Las humeantes colinas de Canadá

En 1.850, el capitán británico Robert McClure fue enviado en una expedición a bordo del “Investigator to the Arctic” para tratar de encontrar a la expedición perdida de Sir John Franklin, que había partido de Inglaterra cinco años antes. Fue el segundo grupo de búsqueda que se fue en busca de la expedición y una de las muchas docenas que les iban a seguir para las próximas cuatro décadas.

El “Investigator to the Arctic” navegó hacia el norte a través del Pacífico y entró en el Océano Ártico a través del estrecho de Bering, fluyendo hacia el este, más allá de Point Barrow, Alaska, para encontrarse finalmente con otra expedición británica desde el noroeste.

Cuando el grupo de búsqueda de McClure se acercó a la desembocadura del río Horton en Mar de Beaufort, cerca de Cabo Bathurst, en los Territorios del Noroeste de Canadá, vieron humo en la distancia. Sospechando que los humos podrían ser de fogatas, tal vez de la expedición perdida de Franklin, McClure envió un grupo de búsqueda a la zona para investigar.

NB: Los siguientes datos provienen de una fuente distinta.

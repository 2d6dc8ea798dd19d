//! Bounded priority queues for not-yet-dispatched tasks.
//!
//! Each `run_all`/`run_stream` invocation owns a private [`TaskQueue`], so
//! overlapping runs on one engine never dispatch each other's tasks. The
//! [`RunRegistry`] holds every live run's queue behind one lock, enforcing
//! the engine-wide capacity across them and giving `metrics()` and
//! `clear_queue()` a single place to look.

use crate::error::EngineError;
use crate::task::Task;
use std::cmp::Ordering;
use std::collections::{BinaryHeap, HashMap};

/// Heap entry ordering: higher priority first, earlier submission first
/// among equals.
struct QueueEntry<I> {
    task: Task<I>,
    seq: u64,
}

impl<I> PartialEq for QueueEntry<I> {
    fn eq(&self, other: &Self) -> bool {
        self.task.priority == other.task.priority && self.seq == other.seq
    }
}

impl<I> Eq for QueueEntry<I> {}

impl<I> PartialOrd for QueueEntry<I> {
    fn partial_cmp(&self, other: &Self) -> Option<Ordering> {
        Some(self.cmp(other))
    }
}

impl<I> Ord for QueueEntry<I> {
    fn cmp(&self, other: &Self) -> Ordering {
        // BinaryHeap is a max-heap: priority ascending, then seq descending
        // so that the smaller sequence number wins among equal priorities.
        self.task
            .priority
            .cmp(&other.task.priority)
            .then_with(|| other.seq.cmp(&self.seq))
    }
}

/// Priority queue for one run's pending tasks.
struct TaskQueue<I> {
    heap: BinaryHeap<QueueEntry<I>>,
    next_seq: u64,
}

impl<I> TaskQueue<I> {
    fn new(tasks: Vec<Task<I>>) -> Self {
        let mut queue = Self {
            heap: BinaryHeap::with_capacity(tasks.len()),
            next_seq: 0,
        };
        for task in tasks {
            let seq = queue.next_seq;
            queue.next_seq += 1;
            queue.heap.push(QueueEntry { task, seq });
        }
        queue
    }

    fn pop(&mut self) -> Option<Task<I>> {
        self.heap.pop().map(|entry| entry.task)
    }
}

/// Identifier of one live run's queue within the registry.
pub(crate) type RunId = u64;

/// All live run queues of one engine, behind one lock.
///
/// Capacity is engine-wide: a submission is rejected when the total queued
/// across every live run would exceed `max_size`. Rejection is atomic per
/// submission; either every task is accepted or none is.
pub(crate) struct RunRegistry<I> {
    runs: HashMap<RunId, TaskQueue<I>>,
    max_size: usize,
    next_run: RunId,
}

impl<I> RunRegistry<I> {
    pub fn new(max_size: usize) -> Self {
        Self {
            runs: HashMap::new(),
            max_size,
            next_run: 0,
        }
    }

    /// Open a new run holding `tasks`, or fail with
    /// [`EngineError::QueueOverflow`] if they do not all fit under the
    /// engine-wide capacity.
    pub fn submit(&mut self, tasks: Vec<Task<I>>) -> Result<RunId, EngineError> {
        let available = self.max_size.saturating_sub(self.len());
        if tasks.len() > available {
            return Err(EngineError::QueueOverflow {
                submitted: tasks.len(),
                available,
                max_queue_size: self.max_size,
            });
        }

        let run = self.next_run;
        self.next_run += 1;
        self.runs.insert(run, TaskQueue::new(tasks));
        Ok(run)
    }

    /// Remove and return the highest-priority task of one run.
    pub fn pop(&mut self, run: RunId) -> Option<Task<I>> {
        self.runs.get_mut(&run).and_then(TaskQueue::pop)
    }

    /// Whether one run has no queued tasks left. A cleared or removed run
    /// counts as empty.
    pub fn is_run_empty(&self, run: RunId) -> bool {
        self.runs
            .get(&run)
            .is_none_or(|queue| queue.heap.is_empty())
    }

    /// Drop one run's queue entirely, returning how many queued tasks went
    /// with it.
    pub fn remove_run(&mut self, run: RunId) -> usize {
        self.runs
            .remove(&run)
            .map_or(0, |queue| queue.heap.len())
    }

    /// Total queued tasks across every live run.
    pub fn len(&self) -> usize {
        self.runs.values().map(|queue| queue.heap.len()).sum()
    }

    /// Discard every queued task of every run, returning how many were
    /// dropped. The runs themselves stay open; their dispatch loops see an
    /// empty queue and finish.
    pub fn clear(&mut self) -> usize {
        let mut dropped = 0;
        for queue in self.runs.values_mut() {
            dropped += queue.heap.len();
            queue.heap.clear();
        }
        dropped
    }
}

#[cfg(test)]
mod tests {
    use super::*;

    #[test]
    fn test_priority_ordering_within_run() {
        let mut registry = RunRegistry::new(10);
        let run = registry
            .submit(vec![
                Task::with_priority("low", 1),
                Task::with_priority("high", 10),
                Task::with_priority("mid", 5),
            ])
            .unwrap();

        assert_eq!(registry.pop(run).unwrap().payload, "high");
        assert_eq!(registry.pop(run).unwrap().payload, "mid");
        assert_eq!(registry.pop(run).unwrap().payload, "low");
        assert!(registry.is_run_empty(run));
    }

    #[test]
    fn test_equal_priority_fifo() {
        let mut registry = RunRegistry::new(10);
        let run = registry
            .submit(["first", "second", "third"].map(Task::new).into())
            .unwrap();

        assert_eq!(registry.pop(run).unwrap().payload, "first");
        assert_eq!(registry.pop(run).unwrap().payload, "second");
        assert_eq!(registry.pop(run).unwrap().payload, "third");
    }

    #[test]
    fn test_runs_are_isolated() {
        let mut registry = RunRegistry::new(10);
        let first = registry.submit(vec![Task::new("a1"), Task::new("a2")]).unwrap();
        let second = registry.submit(vec![Task::new("b1")]).unwrap();

        // Popping one run never yields another run's task.
        assert_eq!(registry.pop(second).unwrap().payload, "b1");
        assert!(registry.is_run_empty(second));
        assert_eq!(registry.pop(first).unwrap().payload, "a1");
        assert_eq!(registry.pop(first).unwrap().payload, "a2");
    }

    #[test]
    fn test_capacity_spans_all_runs() {
        let mut registry = RunRegistry::new(3);
        registry.submit(vec![Task::new(1)]).unwrap();

        let rejected: Vec<_> = (0..5).map(Task::new).collect();
        let err = registry.submit(rejected).unwrap_err();
        assert!(matches!(
            err,
            EngineError::QueueOverflow {
                submitted: 5,
                available: 2,
                max_queue_size: 3,
            }
        ));

        // Nothing from the rejected submission was accepted.
        assert_eq!(registry.len(), 1);
    }

    #[test]
    fn test_remove_run_frees_capacity() {
        let mut registry = RunRegistry::new(3);
        let run = registry.submit(vec![Task::new(1), Task::new(2)]).unwrap();
        assert_eq!(registry.remove_run(run), 2);
        assert_eq!(registry.len(), 0);

        // The freed slots are reusable.
        registry.submit((0..3).map(Task::new).collect()).unwrap();
    }

    #[test]
    fn test_clear_empties_every_run() {
        let mut registry = RunRegistry::new(10);
        let first = registry.submit(vec![Task::new(1), Task::new(2)]).unwrap();
        let second = registry.submit(vec![Task::new(3)]).unwrap();

        assert_eq!(registry.clear(), 3);
        assert!(registry.is_run_empty(first));
        assert!(registry.is_run_empty(second));
        assert!(registry.pop(first).is_none());
    }
}
//! Engine counters and metrics snapshots.

use serde::{Deserialize, Serialize};
use std::sync::atomic::{AtomicU64, AtomicUsize, Ordering};
use std::time::Duration;

/// Point-in-time view of an engine's counters.
///
/// Recomputed on each sampler tick and on every
/// [`metrics()`](crate::engine::TaskEngine::metrics) call; never persisted.
#[derive(Debug, Clone, Serialize, Deserialize)]
pub struct MetricsSnapshot {
    /// Tasks ever submitted to this engine
    pub total_tasks: u64,
    /// Tasks with a successful terminal outcome
    pub completed_tasks: u64,
    /// Tasks with a failed terminal outcome
    pub failed_tasks: u64,
    /// Running average of per-task processing time in milliseconds
    pub average_processing_ms: f64,
    /// Tasks executing right now; never exceeds `max_concurrency`
    pub current_concurrency: usize,
    /// Tasks queued but not yet dispatched
    pub queue_length: usize,
    /// Rate-limiter admissions in the trailing 60 seconds
    pub requests_per_minute: usize,
    /// Resident memory of this process in megabytes
    pub memory_usage_mb: u64,
}

/// Shared atomic counters mutated by the engine's execution paths.
#[derive(Debug, Default)]
pub(crate) struct Counters {
    total: AtomicU64,
    completed: AtomicU64,
    failed: AtomicU64,
    running: AtomicUsize,
    processing_ms: AtomicU64,
}

impl Counters {
    pub fn record_submitted(&self, count: usize) {
        self.total.fetch_add(count as u64, Ordering::Relaxed);
    }

    pub fn task_started(&self) {
        self.running.fetch_add(1, Ordering::Relaxed);
    }

    pub fn task_finished(&self, success: bool, duration: Duration) {
        self.running.fetch_sub(1, Ordering::Relaxed);
        if success {
            self.completed.fetch_add(1, Ordering::Relaxed);
        } else {
            self.failed.fetch_add(1, Ordering::Relaxed);
        }
        self.processing_ms
            .fetch_add(duration.as_millis() as u64, Ordering::Relaxed);
    }

    pub fn current_concurrency(&self) -> usize {
        self.running.load(Ordering::Relaxed)
    }

    /// Fold the counters into a snapshot; queue, limiter, and memory numbers
    /// come from the engine since they live outside the counter set.
    pub fn snapshot(
        &self,
        queue_length: usize,
        requests_per_minute: usize,
        memory_usage_mb: u64,
    ) -> MetricsSnapshot {
        let completed = self.completed.load(Ordering::Relaxed);
        let failed = self.failed.load(Ordering::Relaxed);
        let finished = completed + failed;
        let average_processing_ms = if finished == 0 {
            0.0
        } else {
            self.processing_ms.load(Ordering::Relaxed) as f64 / finished as f64
        };

        MetricsSnapshot {
            total_tasks: self.total.load(Ordering::Relaxed),
            completed_tasks: completed,
            failed_tasks: failed,
            average_processing_ms,
            current_concurrency: self.running.load(Ordering::Relaxed),
            queue_length,
            requests_per_minute,
            memory_usage_mb,
        }
    }
}

#[cfg(test)]
mod tests {
    use super::*;

    #[test]
    fn test_counters_roundtrip() {
        let counters = Counters::default();
        counters.record_submitted(3);

        counters.task_started();
        counters.task_started();
        assert_eq!(counters.current_concurrency(), 2);

        counters.task_finished(true, Duration::from_millis(100));
        counters.task_finished(false, Duration::from_millis(300));
        assert_eq!(counters.current_concurrency(), 0);

        let snapshot = counters.snapshot(1, 7, 42);
        assert_eq!(snapshot.total_tasks, 3);
        assert_eq!(snapshot.completed_tasks, 1);
        assert_eq!(snapshot.failed_tasks, 1);
        assert_eq!(snapshot.average_processing_ms, 200.0);
        assert_eq!(snapshot.queue_length, 1);
        assert_eq!(snapshot.requests_per_minute, 7);
        assert_eq!(snapshot.memory_usage_mb, 42);
    }

    #[test]
    fn test_average_with_no_finished_tasks() {
        let counters = Counters::default();
        let snapshot = counters.snapshot(0, 0, 0);
        assert_eq!(snapshot.average_processing_ms, 0.0);
    }

    #[test]
    fn test_snapshot_serializes() {
        let counters = Counters::default();
        let snapshot = counters.snapshot(0, 0, 0);
        let json = serde_json::to_value(&snapshot).unwrap();
        assert!(json.get("current_concurrency").is_some());
    }
}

A la llegada del grupo de búsqueda, no se encontraron las llamas de las supuestas hogueras de Franklin, pero gruesas columnas de humo seguían saliendo de rejillas en el suelo. Los marineros regresaron con una muestra de roca ardiente, y cuando la dejaron sobre el escritorio de McClure, se hizo un agujero en la madera debido a la alta temperatura del pedrusco.

McClure afirmó que las rocas eran volcánicas, pero la verdad era bien distinta. Las montañas contenían grandes depósitos de lignito rico en azufre, que se inflamaban espontáneamente cuando las colinas erosionaban y se exponían al aire. Los humos que desprenden contienen dióxido de azufre, ácido sulfúrico y vapor de agua.

Se cree que las colinas humeantes de Canadá han estado ardiendo desde hace siglos y lo harán para muchos más.